Peter’s gaze shot to hers. “Lady Selina. It would be my pleasure to escort you onto the dance floor.”

“Oh,” she said, and now the burning feeling rushed up to her cheeks. “No. I—I meant with Lydia.” Devil take it, had she implied that she wanted to dance with him? Surely she had not. “You must ask Lydia.”

He took her stuttered protest with equanimity. “To be sure. Miss Hope-Wallace, would you care to join me for the next set?”

Lydia managed to nod, and when the music shifted into a quadrille, Peter and Lydia made their way into the crush of men and women in the center of the ballroom.
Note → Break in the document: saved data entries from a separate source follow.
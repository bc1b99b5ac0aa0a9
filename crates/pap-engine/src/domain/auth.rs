//! # Auth Verifier
//!
//! Authenticates an envelope in a fixed order:
//!
//! 1. algorithm enabled (`VERSION_UNSUPPORTED`)
//! 2. `payloadHash` equals the body digest (`BAD_REQUEST`)
//! 3. sender key registered, signature valid (`UNAUTHORIZED`)
//! 4. `issuedAt` inside the skew window (`TIMEOUT` stale, `BAD_REQUEST` future)
//! 5. nonce not seen before (`CONFLICT`)
//!
//! The nonce is only recorded once every earlier check has passed, so a
//! forged or stale envelope cannot burn a legitimate sender's nonce.

use chrono::{DateTime, Utc};
use pap_crypto::verify_signature;
use pap_telemetry::{metric_inc, time_histogram, SIGNATURE_VERIFICATIONS, VERIFICATION_DURATION};
use pap_types::{payload_digest, signing_input, Envelope, SignatureAlgorithm};
use std::sync::Arc;
use tracing::{debug, warn};

use super::config::{delta, EngineConfig};
use super::errors::AuthError;
use super::replay::ReplayGuard;
use crate::ports::outbound::KeyRegistry;

/// Proof that an envelope passed authentication.
#[derive(Debug, Clone, PartialEq, Eq)]
pub struct Verified {
    pub algorithm: SignatureAlgorithm,
    pub issued_at: DateTime<Utc>,
}

pub struct AuthVerifier {
    config: EngineConfig,
    keys: Arc<dyn KeyRegistry>,
    replay: Arc<ReplayGuard>,
}

impl AuthVerifier {
    pub fn new(config: EngineConfig, keys: Arc<dyn KeyRegistry>, replay: Arc<ReplayGuard>) -> Self {
        Self {
            config,
            keys,
            replay,
        }
    }

    pub fn verify(&self, envelope: &Envelope, now: DateTime<Utc>) -> Result<Verified, AuthError> {
        let _timer = time_histogram!(VERIFICATION_DURATION);
        let auth = &envelope.auth;

        if !self.config.supports(&auth.algorithm) {
            return Err(AuthError::UnsupportedAlgorithm(
                auth.algorithm.as_str().to_string(),
            ));
        }

        let digest = payload_digest(&envelope.body).map_err(|_| AuthError::PayloadHashMismatch)?;
        if auth.payload_hash.as_slice() != digest.as_slice() {
            return Err(AuthError::PayloadHashMismatch);
        }

        self.check_signature(envelope)?;
        self.check_freshness(auth.issued_at, now)?;

        if !self
            .replay
            .check_and_record(&envelope.sender.agent, &auth.nonce, auth.issued_at, now)
        {
            return Err(AuthError::Replay {
                agent: envelope.sender.agent.clone(),
            });
        }

        debug!(sender = %envelope.sender, algorithm = %auth.algorithm.as_str(), "Envelope authenticated");
        Ok(Verified {
            algorithm: auth.algorithm.clone(),
            issued_at: auth.issued_at,
        })
    }

    fn check_signature(&self, envelope: &Envelope) -> Result<(), AuthError> {
        let auth = &envelope.auth;
        let key = self
            .keys
            .lookup(&envelope.sender)
            .ok_or_else(|| AuthError::UnknownSender(envelope.sender.to_string()))?;

        if key.algorithm != auth.algorithm {
            return Err(AuthError::AlgorithmMismatch {
                registered: key.algorithm.as_str().to_string(),
                presented: auth.algorithm.as_str().to_string(),
            });
        }

        let message = signing_input(&envelope.sender, auth);
        let result = verify_signature(&auth.algorithm, &key.public_key, &message, &auth.signature);
        let outcome = if result.is_ok() { "valid" } else { "invalid" };
        metric_inc!(SIGNATURE_VERIFICATIONS, &[auth.algorithm.as_str(), outcome]);

        result.map_err(|e| {
            warn!(sender = %envelope.sender, error = %e, "Signature rejected");
            AuthError::BadSignature(e)
        })
    }

    fn check_freshness(&self, issued_at: DateTime<Utc>, now: DateTime<Utc>) -> Result<(), AuthError> {
        let skew = delta(self.config.max_clock_skew);
        let age = now - issued_at;
        if age > skew {
            return Err(AuthError::Stale {
                age_secs: age.num_seconds(),
            });
        }
        if -age > skew {
            return Err(AuthError::FromFuture {
                ahead_secs: (-age).num_seconds(),
            });
        }
        Ok(())
    }
}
Lady Georgiana was scooped up promptly by a small knot of suitors. Tresidder—poor foolish man—seemed to come out the winner, and he led Georgiana into the fray. Samuel Bowbridge, among the rejected, nervously angled his gaze toward Selina. She gave him a withering look.

“Beg pardon,” he mumbled. “Good evening, Lady Selina.”

And then she was mercifully alone to watch Peter dance with Lydia and to think.

They would have made a brilliant couple if Lydia didn’t look miserable. She was an excellent dancer—not that she had the chance to demonstrate it often—but her face was set, and she kept refusing to look Peter in the eye. He was talking easily to her, though, and he didn’t seem offended by her silence.

He was good at this—dancing, talking. Selina had not thought he would be quite so good at it.